◆ **ASSIGNED TASK**
Find the lines of data that contain the string "first", then list them.

(PROVIDED INFORMATION Opens)

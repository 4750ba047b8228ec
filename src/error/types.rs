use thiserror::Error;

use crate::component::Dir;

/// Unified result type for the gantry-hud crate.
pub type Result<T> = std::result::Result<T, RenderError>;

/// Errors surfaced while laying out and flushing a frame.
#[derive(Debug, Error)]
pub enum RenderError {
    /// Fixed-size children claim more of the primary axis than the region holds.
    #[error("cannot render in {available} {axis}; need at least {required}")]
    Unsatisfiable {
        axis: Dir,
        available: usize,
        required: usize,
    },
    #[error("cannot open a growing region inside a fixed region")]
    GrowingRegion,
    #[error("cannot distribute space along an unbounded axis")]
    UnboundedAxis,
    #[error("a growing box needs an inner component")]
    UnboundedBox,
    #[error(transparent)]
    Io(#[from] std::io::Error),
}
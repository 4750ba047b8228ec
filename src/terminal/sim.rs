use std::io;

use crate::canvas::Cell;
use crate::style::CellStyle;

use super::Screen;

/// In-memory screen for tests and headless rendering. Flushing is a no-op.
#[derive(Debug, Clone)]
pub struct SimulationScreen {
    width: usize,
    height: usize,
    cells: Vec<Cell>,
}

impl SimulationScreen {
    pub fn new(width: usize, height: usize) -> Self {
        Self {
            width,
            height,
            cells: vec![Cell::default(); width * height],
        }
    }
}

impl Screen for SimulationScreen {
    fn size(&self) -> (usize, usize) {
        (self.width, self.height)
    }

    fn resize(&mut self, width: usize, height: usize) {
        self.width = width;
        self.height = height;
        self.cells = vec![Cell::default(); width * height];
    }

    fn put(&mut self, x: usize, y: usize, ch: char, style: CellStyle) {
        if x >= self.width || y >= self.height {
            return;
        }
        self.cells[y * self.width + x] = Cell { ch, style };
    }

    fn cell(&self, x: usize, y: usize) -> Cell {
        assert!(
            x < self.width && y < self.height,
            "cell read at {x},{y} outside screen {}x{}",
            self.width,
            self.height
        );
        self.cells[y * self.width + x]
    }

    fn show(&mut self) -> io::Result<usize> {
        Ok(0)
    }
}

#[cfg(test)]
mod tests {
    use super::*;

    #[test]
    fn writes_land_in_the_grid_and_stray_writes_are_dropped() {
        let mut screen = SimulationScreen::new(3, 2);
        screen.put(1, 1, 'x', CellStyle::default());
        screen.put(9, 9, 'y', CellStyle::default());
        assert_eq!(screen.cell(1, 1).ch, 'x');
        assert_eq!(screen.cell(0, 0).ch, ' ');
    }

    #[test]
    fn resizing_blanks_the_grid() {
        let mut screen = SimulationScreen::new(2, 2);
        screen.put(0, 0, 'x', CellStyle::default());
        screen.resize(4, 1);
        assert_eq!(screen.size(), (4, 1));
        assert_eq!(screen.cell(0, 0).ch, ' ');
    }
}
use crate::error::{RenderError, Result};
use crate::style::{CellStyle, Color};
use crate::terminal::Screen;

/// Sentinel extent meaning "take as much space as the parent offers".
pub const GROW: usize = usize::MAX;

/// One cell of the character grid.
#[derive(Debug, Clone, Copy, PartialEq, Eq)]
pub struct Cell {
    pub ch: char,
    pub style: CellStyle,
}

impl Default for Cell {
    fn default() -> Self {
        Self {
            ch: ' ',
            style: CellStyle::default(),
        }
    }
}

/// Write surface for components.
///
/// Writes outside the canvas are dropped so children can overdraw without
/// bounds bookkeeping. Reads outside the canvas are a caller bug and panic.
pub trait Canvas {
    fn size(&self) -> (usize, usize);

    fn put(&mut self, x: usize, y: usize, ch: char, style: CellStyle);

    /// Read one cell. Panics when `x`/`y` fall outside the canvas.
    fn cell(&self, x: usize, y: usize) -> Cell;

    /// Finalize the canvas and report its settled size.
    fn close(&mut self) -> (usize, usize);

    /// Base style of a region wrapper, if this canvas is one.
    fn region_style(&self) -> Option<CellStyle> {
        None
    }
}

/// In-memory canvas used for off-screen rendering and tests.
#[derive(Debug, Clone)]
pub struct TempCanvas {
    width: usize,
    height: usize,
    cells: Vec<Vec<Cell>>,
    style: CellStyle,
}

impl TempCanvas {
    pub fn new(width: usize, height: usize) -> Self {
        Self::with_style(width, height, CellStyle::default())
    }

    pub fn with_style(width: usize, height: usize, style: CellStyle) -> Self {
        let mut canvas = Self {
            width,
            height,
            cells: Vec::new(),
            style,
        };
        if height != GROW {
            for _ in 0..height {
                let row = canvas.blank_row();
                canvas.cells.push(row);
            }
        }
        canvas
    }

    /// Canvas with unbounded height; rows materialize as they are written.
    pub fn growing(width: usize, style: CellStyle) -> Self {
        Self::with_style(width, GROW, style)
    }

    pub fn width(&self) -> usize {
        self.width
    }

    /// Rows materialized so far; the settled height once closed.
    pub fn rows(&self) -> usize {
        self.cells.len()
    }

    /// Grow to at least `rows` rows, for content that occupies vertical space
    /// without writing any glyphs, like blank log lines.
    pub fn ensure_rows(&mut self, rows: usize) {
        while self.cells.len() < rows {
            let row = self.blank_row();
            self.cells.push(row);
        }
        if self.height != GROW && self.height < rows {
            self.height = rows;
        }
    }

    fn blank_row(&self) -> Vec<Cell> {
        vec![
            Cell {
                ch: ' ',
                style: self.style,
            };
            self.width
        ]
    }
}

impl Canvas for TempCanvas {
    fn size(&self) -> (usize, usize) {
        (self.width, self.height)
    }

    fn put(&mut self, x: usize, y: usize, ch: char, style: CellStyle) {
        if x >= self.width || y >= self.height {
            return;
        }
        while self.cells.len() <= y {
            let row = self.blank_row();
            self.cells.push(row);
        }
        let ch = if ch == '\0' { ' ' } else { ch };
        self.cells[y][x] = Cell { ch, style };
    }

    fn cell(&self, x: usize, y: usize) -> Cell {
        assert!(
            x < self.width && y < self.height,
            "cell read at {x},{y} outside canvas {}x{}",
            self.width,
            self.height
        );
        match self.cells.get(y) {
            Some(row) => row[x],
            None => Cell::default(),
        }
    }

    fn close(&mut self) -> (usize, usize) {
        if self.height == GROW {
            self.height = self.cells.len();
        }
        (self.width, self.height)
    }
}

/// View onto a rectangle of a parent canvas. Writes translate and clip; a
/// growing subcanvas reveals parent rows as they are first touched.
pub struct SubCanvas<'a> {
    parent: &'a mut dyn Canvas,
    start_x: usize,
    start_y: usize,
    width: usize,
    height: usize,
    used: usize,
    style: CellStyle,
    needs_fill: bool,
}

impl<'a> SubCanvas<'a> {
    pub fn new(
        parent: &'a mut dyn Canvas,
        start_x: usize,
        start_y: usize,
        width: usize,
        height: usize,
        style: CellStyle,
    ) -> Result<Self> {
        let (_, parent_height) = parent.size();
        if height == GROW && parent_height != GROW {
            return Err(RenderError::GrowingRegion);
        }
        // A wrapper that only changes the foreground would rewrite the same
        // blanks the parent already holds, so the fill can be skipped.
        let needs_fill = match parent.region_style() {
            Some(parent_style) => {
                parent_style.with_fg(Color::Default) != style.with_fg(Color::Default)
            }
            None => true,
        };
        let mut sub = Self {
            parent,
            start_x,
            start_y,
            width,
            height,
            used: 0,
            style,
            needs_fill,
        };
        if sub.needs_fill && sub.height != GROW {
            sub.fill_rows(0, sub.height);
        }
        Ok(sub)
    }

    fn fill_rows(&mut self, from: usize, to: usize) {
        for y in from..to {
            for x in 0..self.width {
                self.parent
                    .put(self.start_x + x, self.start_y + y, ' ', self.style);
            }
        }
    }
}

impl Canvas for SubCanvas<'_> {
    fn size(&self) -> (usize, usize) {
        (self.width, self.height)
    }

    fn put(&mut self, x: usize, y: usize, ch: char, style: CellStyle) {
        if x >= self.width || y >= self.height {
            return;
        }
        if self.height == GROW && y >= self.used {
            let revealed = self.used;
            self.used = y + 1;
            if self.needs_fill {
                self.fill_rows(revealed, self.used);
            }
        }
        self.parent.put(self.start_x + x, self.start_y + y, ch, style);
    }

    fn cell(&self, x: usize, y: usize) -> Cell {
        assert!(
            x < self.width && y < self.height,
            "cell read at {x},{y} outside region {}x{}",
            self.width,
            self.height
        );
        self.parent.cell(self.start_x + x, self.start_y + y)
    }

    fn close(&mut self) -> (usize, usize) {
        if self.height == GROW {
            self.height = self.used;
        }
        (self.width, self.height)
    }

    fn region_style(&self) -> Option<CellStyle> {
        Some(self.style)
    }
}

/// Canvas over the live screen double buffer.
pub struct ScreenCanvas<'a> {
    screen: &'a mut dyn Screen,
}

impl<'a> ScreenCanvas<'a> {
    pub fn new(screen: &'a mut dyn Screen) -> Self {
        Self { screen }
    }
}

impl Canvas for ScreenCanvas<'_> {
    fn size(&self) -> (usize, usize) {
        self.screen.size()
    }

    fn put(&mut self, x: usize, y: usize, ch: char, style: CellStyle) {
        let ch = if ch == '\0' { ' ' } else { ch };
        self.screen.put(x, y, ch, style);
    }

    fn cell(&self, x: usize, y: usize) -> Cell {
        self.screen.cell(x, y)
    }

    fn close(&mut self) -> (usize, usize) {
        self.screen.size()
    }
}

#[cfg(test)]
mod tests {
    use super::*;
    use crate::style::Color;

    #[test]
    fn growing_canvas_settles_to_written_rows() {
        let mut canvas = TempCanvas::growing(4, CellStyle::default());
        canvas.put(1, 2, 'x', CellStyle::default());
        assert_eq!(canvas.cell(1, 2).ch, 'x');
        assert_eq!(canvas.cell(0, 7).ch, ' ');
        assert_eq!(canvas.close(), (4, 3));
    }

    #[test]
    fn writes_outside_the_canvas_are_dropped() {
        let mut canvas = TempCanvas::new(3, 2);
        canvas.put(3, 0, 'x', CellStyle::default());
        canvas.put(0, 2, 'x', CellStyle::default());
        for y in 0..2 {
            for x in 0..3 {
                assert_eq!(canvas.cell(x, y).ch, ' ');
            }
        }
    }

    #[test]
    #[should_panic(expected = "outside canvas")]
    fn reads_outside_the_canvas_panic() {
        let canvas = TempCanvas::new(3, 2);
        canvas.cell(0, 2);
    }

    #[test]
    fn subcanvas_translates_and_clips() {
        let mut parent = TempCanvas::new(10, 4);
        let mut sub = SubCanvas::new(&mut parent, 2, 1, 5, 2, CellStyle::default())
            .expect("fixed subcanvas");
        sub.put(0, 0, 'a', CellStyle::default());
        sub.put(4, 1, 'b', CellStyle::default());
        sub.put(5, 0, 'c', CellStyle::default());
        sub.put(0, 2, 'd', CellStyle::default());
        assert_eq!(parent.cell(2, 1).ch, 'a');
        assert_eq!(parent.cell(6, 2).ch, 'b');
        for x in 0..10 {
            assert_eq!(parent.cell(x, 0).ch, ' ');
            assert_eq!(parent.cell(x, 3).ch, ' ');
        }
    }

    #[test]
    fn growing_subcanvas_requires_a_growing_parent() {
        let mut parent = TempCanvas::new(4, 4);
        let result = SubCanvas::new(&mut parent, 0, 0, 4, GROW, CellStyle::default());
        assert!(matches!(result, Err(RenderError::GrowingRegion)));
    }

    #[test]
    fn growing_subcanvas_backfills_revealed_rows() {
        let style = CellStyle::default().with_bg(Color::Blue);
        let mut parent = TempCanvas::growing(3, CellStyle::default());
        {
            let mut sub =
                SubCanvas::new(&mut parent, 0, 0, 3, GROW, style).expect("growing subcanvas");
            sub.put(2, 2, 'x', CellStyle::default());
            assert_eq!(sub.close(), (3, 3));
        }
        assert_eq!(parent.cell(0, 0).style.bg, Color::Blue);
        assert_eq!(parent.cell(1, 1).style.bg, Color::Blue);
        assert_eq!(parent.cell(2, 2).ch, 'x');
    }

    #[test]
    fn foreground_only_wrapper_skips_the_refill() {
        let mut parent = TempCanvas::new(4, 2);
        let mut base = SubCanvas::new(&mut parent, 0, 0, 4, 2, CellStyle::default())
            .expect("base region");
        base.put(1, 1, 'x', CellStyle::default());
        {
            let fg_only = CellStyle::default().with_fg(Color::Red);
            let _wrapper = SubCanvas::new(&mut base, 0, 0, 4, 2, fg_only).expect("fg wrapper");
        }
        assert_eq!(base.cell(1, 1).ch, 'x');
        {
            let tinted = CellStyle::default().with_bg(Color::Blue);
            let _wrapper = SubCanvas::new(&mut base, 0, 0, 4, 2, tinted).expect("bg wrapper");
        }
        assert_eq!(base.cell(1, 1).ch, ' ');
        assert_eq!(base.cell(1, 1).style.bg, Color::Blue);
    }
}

(PROVIDED INFORMATION Closes)
(PROVIDED INFORMATION Opens)

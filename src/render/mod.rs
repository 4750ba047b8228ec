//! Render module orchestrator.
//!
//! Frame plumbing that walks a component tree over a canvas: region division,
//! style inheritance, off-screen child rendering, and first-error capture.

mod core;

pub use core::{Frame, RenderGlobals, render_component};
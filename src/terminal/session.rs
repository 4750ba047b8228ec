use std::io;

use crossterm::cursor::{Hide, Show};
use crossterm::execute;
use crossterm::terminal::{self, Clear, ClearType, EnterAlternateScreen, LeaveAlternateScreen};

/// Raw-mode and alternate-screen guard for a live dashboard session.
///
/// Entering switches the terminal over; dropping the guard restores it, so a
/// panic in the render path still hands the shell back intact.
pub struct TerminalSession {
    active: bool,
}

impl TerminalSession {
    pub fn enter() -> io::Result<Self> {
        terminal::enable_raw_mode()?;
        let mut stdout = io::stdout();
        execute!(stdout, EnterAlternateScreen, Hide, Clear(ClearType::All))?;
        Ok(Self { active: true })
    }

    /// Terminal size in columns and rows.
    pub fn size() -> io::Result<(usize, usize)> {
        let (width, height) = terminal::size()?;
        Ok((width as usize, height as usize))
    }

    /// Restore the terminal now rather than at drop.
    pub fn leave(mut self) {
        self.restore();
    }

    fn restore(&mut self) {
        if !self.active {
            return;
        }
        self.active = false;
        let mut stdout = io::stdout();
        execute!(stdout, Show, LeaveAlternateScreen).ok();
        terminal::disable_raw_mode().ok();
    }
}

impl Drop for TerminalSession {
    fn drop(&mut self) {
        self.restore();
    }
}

(PROVIDED INFORMATION Closes)

◆ **SOLUTION TO THE EXERCISE**
/// growing subcanvas reveals parent rows as they are first touched.
//! style inheritance, off-screen child rendering, and first-error capture.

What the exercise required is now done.